Beginning with the first line, transcribe the entries below exactly through the line containing "fn calls(&self) ->", inclusive.

Stored items:
----
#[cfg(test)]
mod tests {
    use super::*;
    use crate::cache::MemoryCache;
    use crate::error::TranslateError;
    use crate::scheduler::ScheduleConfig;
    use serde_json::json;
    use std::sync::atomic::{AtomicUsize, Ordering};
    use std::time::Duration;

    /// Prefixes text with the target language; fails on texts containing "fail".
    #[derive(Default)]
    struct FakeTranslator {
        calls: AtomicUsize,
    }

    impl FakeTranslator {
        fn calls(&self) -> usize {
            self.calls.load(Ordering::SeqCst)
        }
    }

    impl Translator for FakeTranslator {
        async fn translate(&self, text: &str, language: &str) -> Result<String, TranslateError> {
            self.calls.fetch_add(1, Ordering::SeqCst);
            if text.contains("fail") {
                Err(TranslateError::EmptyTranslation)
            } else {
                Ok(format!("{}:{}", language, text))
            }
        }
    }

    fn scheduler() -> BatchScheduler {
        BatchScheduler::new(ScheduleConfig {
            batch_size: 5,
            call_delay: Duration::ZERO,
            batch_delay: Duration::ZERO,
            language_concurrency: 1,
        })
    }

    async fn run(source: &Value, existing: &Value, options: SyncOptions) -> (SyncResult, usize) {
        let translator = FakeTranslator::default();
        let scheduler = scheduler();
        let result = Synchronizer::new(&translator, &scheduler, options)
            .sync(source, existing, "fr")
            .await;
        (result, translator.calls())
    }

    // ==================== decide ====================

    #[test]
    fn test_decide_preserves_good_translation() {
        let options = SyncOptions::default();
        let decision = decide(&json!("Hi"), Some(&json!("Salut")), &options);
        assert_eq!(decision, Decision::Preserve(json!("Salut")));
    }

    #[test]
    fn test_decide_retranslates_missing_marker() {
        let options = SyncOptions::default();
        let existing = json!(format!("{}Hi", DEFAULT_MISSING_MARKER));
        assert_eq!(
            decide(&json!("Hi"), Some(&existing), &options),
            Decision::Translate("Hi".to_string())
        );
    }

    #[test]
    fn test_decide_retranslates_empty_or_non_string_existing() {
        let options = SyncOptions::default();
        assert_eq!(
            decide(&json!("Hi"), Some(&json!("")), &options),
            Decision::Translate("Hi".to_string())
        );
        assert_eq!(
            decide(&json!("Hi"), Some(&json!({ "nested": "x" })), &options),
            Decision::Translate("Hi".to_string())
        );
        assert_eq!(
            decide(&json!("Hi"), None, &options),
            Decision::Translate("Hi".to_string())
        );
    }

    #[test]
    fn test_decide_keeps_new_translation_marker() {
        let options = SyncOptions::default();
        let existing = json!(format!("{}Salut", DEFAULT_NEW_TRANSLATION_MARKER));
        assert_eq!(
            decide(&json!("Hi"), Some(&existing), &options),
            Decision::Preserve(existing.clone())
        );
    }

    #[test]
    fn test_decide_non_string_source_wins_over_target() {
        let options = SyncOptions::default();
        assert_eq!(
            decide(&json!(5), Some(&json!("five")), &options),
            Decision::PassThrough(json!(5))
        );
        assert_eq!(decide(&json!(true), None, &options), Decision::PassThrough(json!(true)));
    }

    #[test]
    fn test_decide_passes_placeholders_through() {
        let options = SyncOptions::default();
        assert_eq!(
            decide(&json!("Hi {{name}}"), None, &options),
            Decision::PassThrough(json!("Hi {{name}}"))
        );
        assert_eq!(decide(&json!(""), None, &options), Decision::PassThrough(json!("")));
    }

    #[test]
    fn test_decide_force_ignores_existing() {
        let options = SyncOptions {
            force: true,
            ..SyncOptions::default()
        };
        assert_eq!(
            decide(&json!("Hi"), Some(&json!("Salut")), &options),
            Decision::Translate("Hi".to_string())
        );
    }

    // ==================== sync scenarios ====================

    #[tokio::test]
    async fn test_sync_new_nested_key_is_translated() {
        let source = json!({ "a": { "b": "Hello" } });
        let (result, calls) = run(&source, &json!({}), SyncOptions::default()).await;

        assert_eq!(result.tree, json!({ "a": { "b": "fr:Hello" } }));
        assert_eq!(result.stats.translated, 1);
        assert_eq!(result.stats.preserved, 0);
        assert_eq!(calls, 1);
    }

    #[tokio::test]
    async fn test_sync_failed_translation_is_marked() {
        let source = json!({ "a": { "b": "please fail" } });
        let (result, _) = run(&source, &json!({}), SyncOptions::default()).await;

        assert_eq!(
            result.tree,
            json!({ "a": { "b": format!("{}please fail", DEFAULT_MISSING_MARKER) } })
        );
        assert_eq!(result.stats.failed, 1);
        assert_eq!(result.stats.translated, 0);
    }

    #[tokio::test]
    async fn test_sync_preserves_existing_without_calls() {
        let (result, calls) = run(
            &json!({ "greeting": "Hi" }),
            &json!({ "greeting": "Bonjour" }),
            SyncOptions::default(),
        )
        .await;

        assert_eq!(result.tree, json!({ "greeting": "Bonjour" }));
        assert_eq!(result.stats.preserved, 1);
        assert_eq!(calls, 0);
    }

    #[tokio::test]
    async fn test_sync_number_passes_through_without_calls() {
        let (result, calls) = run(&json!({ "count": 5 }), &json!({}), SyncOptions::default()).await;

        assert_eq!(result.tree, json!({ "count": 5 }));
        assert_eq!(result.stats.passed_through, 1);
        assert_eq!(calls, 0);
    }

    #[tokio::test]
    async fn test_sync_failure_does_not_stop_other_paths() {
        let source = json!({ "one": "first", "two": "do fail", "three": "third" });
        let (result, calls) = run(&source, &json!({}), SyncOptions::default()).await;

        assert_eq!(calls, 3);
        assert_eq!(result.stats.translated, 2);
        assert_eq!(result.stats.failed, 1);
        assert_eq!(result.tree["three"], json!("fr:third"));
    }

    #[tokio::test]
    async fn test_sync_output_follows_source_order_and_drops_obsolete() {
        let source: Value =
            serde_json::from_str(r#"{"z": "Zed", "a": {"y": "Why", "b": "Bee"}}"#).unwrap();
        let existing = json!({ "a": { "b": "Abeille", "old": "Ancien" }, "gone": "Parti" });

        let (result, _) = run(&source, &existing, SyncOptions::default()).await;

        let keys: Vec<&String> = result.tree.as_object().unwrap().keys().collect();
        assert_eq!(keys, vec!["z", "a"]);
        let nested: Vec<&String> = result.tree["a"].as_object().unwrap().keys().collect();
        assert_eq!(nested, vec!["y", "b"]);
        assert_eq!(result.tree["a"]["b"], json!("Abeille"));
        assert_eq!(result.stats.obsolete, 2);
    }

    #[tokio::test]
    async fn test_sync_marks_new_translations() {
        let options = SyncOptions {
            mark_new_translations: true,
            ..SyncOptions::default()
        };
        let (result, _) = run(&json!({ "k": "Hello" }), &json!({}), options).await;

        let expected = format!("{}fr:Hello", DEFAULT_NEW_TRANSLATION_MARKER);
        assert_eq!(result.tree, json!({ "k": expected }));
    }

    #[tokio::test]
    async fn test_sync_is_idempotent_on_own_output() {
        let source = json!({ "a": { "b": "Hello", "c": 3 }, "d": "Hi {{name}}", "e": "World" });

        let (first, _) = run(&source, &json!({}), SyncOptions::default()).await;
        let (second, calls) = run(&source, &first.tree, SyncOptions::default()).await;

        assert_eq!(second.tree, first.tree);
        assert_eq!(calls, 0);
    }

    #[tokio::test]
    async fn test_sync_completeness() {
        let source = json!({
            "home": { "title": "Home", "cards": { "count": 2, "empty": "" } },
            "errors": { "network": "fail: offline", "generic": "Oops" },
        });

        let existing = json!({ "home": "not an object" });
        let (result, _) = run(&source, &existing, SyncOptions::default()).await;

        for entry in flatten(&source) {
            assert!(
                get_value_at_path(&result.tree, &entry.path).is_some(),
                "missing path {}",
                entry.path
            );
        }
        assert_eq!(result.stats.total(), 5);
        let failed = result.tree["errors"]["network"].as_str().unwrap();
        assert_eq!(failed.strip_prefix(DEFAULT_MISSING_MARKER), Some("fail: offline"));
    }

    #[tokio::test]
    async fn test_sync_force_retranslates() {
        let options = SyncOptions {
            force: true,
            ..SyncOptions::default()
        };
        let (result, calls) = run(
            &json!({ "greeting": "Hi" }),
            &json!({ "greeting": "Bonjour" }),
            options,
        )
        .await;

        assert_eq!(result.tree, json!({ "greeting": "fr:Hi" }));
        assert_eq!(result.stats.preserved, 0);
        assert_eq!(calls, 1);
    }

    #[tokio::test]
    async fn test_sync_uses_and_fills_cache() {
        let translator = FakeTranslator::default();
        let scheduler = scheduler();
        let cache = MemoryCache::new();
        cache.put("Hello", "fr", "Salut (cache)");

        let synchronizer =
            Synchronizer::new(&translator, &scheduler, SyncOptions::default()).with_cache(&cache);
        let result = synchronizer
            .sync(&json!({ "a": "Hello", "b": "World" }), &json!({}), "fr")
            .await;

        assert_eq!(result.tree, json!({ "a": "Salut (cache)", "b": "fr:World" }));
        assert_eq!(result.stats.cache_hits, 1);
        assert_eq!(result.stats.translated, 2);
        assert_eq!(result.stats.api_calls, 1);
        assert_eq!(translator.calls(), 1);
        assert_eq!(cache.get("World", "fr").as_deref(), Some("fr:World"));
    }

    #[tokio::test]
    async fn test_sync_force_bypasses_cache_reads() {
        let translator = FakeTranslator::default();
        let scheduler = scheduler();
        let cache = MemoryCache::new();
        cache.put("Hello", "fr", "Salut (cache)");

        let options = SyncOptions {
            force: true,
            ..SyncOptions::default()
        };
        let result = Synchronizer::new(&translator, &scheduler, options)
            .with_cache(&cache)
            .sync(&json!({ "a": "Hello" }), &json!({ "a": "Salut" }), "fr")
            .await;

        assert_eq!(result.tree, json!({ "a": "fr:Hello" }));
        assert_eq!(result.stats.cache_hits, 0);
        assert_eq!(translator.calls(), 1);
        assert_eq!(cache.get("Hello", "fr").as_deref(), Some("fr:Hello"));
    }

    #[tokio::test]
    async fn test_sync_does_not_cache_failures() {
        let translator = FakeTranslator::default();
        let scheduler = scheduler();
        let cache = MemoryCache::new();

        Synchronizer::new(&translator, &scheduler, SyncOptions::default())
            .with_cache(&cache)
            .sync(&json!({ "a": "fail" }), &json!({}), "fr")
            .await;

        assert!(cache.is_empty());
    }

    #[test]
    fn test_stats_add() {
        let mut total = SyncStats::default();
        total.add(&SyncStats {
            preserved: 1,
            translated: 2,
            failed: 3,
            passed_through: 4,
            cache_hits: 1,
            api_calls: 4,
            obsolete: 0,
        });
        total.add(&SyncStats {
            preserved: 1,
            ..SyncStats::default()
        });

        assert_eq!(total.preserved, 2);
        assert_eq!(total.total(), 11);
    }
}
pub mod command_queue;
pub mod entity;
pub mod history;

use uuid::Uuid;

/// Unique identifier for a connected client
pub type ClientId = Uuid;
----
-- Written solution --
#[cfg(test)]
mod tests {
    use super::*;
    use crate::cache::MemoryCache;
    use crate::error::TranslateError;
    use crate::scheduler::ScheduleConfig;
    use serde_json::json;
    use std::sync::atomic::{AtomicUsize, Ordering};
    use std::time::Duration;

    /// Prefixes text with the target language; fails on texts containing "fail".
    #[derive(Default)]
    struct FakeTranslator {
        calls: AtomicUsize,
    }

    impl FakeTranslator {
        fn calls(&self) -> usize {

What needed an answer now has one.